• **GIVEN RECORDS**
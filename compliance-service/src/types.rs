use chrono::{DateTime, Utc};
use ledger_core::UserId;
use rust_decimal::Decimal;
use serde::{Deserialize, Serialize};
use std::fmt;
use uuid::Uuid;

/// Subject of a screening
#[derive(Debug, Clone, PartialEq, Serialize, Deserialize)]
pub struct UserProfile {
    pub user_id: UserId,
    pub full_name: String,
    #[serde(default)]
    pub phone: Option<String>,
    #[serde(default)]
    pub ssn_last_4: Option<String>,
}

impl UserProfile {
    pub fn new(user_id: impl Into<String>, full_name: impl Into<String>) -> Self {
        Self {
            user_id: UserId::new(user_id),
            full_name: full_name.into(),
            phone: None,
            ssn_last_4: None,
        }
    }
}

#[derive(Debug, Clone, Copy, PartialEq, Eq, Hash, Serialize, Deserialize)]
#[serde(rename_all = "snake_case")]
pub enum AmlFlag {
    SanctionsMatch,
    PepMatch,
    HighValueTransaction,
    RoundAmount,
    RepeatedAmounts,
    HighVelocity,
    HighDailyVolume,
}

impl AmlFlag {
    pub fn as_str(&self) -> &'static str {
        match self {
            AmlFlag::SanctionsMatch => "sanctions_match",
            AmlFlag::PepMatch => "pep_match",
            AmlFlag::HighValueTransaction => "high_value_transaction",
            AmlFlag::RoundAmount => "round_amount",
            AmlFlag::RepeatedAmounts => "repeated_amounts",
            AmlFlag::HighVelocity => "high_velocity",
            AmlFlag::HighDailyVolume => "high_daily_volume",
        }
    }
}

impl fmt::Display for AmlFlag {
    fn fmt(&self, f: &mut fmt::Formatter<'_>) -> fmt::Result {
        f.write_str(self.as_str())
    }
}

/// Outcome of a single list check
#[derive(Debug, Clone, Copy, PartialEq, Eq, Serialize, Deserialize)]
#[serde(rename_all = "lowercase")]
pub enum CheckStatus {
    Clear,
    Match,
}

#[derive(Debug, Clone, Copy, PartialEq, Eq, Serialize, Deserialize)]
#[serde(rename_all = "lowercase")]
pub enum AmlStatus {
    Clear,
    Blocked,
}

#[derive(Debug, Clone, Copy, PartialEq, Eq, PartialOrd, Ord, Serialize, Deserialize)]
#[serde(rename_all = "lowercase")]
pub enum AmlRiskLevel {
    Low,
    Medium,
    High,
}

impl AmlRiskLevel {
    /// Bucket by number of raised flags
    ///
    /// Only the count matters: a lone sanctions or PEP hit stays `Low`.
    /// Blocking is carried by [`AmlStatus`], not by the risk level.
    pub fn from_flag_count(count: usize) -> Self {
        if count > 3 {
            AmlRiskLevel::High
        } else if count > 1 {
            AmlRiskLevel::Medium
        } else {
            AmlRiskLevel::Low
        }
    }
}

#[derive(Debug, Clone, Copy, PartialEq, Eq, Serialize, Deserialize)]
#[serde(rename_all = "snake_case")]
pub enum ScreeningType {
    Transaction,
    UserOnboarding,
}

#[derive(Debug, Clone, Copy, PartialEq, Eq, Serialize, Deserialize)]
#[serde(rename_all = "snake_case")]
pub enum ComplianceRecommendation {
    EnhancedDueDiligence,
    ManualReview,
}

/// Candidate transaction for AML screening
#[derive(Debug, Clone, PartialEq, Serialize, Deserialize)]
pub struct TransactionRequest {
    pub amount: Decimal,
    /// Defaults to now
    #[serde(default)]
    pub timestamp: Option<DateTime<Utc>>,
}

impl TransactionRequest {
    pub fn new(amount: Decimal) -> Self {
        Self {
            amount,
            timestamp: None,
        }
    }

    pub fn at(mut self, timestamp: DateTime<Utc>) -> Self {
        self.timestamp = Some(timestamp);
        self
    }
}

#[derive(Debug, Clone, PartialEq, Serialize, Deserialize)]
pub struct AmlScreening {
    pub screening_id: Uuid,
    pub user_id: UserId,
    pub screening_type: ScreeningType,
    pub screened_at: DateTime<Utc>,
    pub sanctions_check: CheckStatus,
    /// List that produced the sanctions hit, if any
    pub sanctions_list: Option<String>,
    pub pep_check: CheckStatus,
    pub flags: Vec<AmlFlag>,
    pub status: AmlStatus,
    pub risk_level: AmlRiskLevel,
    pub recommendations: Vec<ComplianceRecommendation>,
}

impl AmlScreening {
    pub fn has_flag(&self, flag: AmlFlag) -> bool {
        self.flags.contains(&flag)
    }

    pub fn is_blocked(&self) -> bool {
        self.status == AmlStatus::Blocked
    }
}
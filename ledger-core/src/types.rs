//! Core types for the ledger
//!
//! All types are designed for:
//! - Deterministic serialization (bincode)
//! - Exact arithmetic (Decimal for money)

use chrono::{DateTime, Utc};
use rust_decimal::Decimal;
use serde::{Deserialize, Serialize};
use std::fmt;
use uuid::Uuid;

/// Wallet user identifier
#[derive(Debug, Clone, PartialEq, Eq, Hash, PartialOrd, Ord, Serialize, Deserialize)]
pub struct UserId(String);

impl UserId {
    /// Create new user ID
    pub fn new(id: impl Into<String>) -> Self {
        Self(id.into())
    }

    /// Get as string
    pub fn as_str(&self) -> &str {
        &self.0
    }
}

impl fmt::Display for UserId {
    fn fmt(&self, f: &mut fmt::Formatter<'_>) -> fmt::Result {
        write!(f, "{}", self.0)
    }
}

impl From<&str> for UserId {
    fn from(id: &str) -> Self {
        Self::new(id)
    }
}

/// Transaction lifecycle status
#[derive(Debug, Clone, Copy, PartialEq, Eq, Hash, Serialize, Deserialize)]
#[serde(rename_all = "lowercase")]
pub enum TransactionStatus {
    /// Submitted, not yet settled
    Pending,
    /// Settled; immutable from here on
    Completed,
    /// Rejected or errored
    Failed,
}

impl TransactionStatus {
    /// Wire name
    pub fn as_str(&self) -> &'static str {
        match self {
            TransactionStatus::Pending => "pending",
            TransactionStatus::Completed => "completed",
            TransactionStatus::Failed => "failed",
        }
    }

    /// Whether this is a final state
    pub fn is_terminal(&self) -> bool {
        !matches!(self, TransactionStatus::Pending)
    }
}

impl fmt::Display for TransactionStatus {
    fn fmt(&self, f: &mut fmt::Formatter<'_>) -> fmt::Result {
        f.write_str(self.as_str())
    }
}

/// Which statuses a history query should include
#[derive(Debug, Clone, Copy, PartialEq, Eq, Default, Serialize, Deserialize)]
pub enum StatusFilter {
    /// Completed transactions only
    #[default]
    Completed,
    /// Every status
    Any,
    /// Exactly one status
    Only(TransactionStatus),
}

impl StatusFilter {
    /// Check whether a status passes the filter
    pub fn matches(&self, status: TransactionStatus) -> bool {
        match self {
            StatusFilter::Completed => status == TransactionStatus::Completed,
            StatusFilter::Any => true,
            StatusFilter::Only(wanted) => status == *wanted,
        }
    }
}

/// Wallet transfer between two users
#[derive(Debug, Clone, PartialEq, Eq, Serialize, Deserialize)]
pub struct Transaction {
    /// Unique transaction ID
    pub id: Uuid,

    /// Sending user
    pub from_user_id: UserId,

    /// Receiving user
    pub to_user_id: UserId,

    /// Amount (exact decimal, non-negative)
    pub amount: Decimal,

    /// When the transaction was created
    pub timestamp: DateTime<Utc>,

    /// Lifecycle status
    pub status: TransactionStatus,
}

impl Transaction {
    /// Create a pending transaction
    pub fn new(
        from_user_id: UserId,
        to_user_id: UserId,
        amount: Decimal,
        timestamp: DateTime<Utc>,
    ) -> Self {
        Self {
            id: Uuid::new_v4(),
            from_user_id,
            to_user_id,
            amount,
            timestamp,
            status: TransactionStatus::Pending,
        }
    }

    /// Create a transaction that has already settled
    pub fn completed(
        from_user_id: UserId,
        to_user_id: UserId,
        amount: Decimal,
        timestamp: DateTime<Utc>,
    ) -> Self {
        Self {
            status: TransactionStatus::Completed,
            ..Self::new(from_user_id, to_user_id, amount, timestamp)
        }
    }

    /// Set status (builder style)
    pub fn with_status(mut self, status: TransactionStatus) -> Self {
        self.status = status;
        self
    }

    /// Check the amount is not negative
    pub fn validate(&self) -> crate::Result<()> {
        if self.amount < Decimal::ZERO {
            return Err(crate::Error::InvalidTransaction(format!(
                "Transaction {} has negative amount {}",
                self.id, self.amount
            )));
        }
        Ok(())
    }
}

/// KYC verification tier; sets the user's transfer limits
#[derive(Debug, Clone, Copy, PartialEq, Eq, Hash, PartialOrd, Ord, Serialize, Deserialize)]
#[serde(rename_all = "lowercase")]
pub enum KycLevel {
    /// Government ID and basic info
    Basic,
    /// Adds proof of address and SSN verification
    Enhanced,
    /// Adds income verification
    Premium,
}

impl KycLevel {
    /// All levels, lowest first
    pub const ALL: [KycLevel; 3] = [KycLevel::Basic, KycLevel::Enhanced, KycLevel::Premium];

    /// Wire name
    pub fn as_str(&self) -> &'static str {
        match self {
            KycLevel::Basic => "basic",
            KycLevel::Enhanced => "enhanced",
            KycLevel::Premium => "premium",
        }
    }

    /// Daily transfer limit
    pub fn daily_limit(&self) -> Decimal {
        match self {
            KycLevel::Basic => Decimal::from(1_000),
            KycLevel::Enhanced => Decimal::from(5_000),
            KycLevel::Premium => Decimal::from(25_000),
        }
    }

    /// Monthly transfer limit
    pub fn monthly_limit(&self) -> Decimal {
        match self {
            KycLevel::Basic => Decimal::from(5_000),
            KycLevel::Enhanced => Decimal::from(25_000),
            KycLevel::Premium => Decimal::from(100_000),
        }
    }
}

impl fmt::Display for KycLevel {
    fn fmt(&self, f: &mut fmt::Formatter<'_>) -> fmt::Result {
        f.write_str(self.as_str())
    }
}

• **EXERCISE**
Reply with a number only, showing how many lines of the material contain the word "SanctionsMatch".

• **REPLY TO THE TASK**
2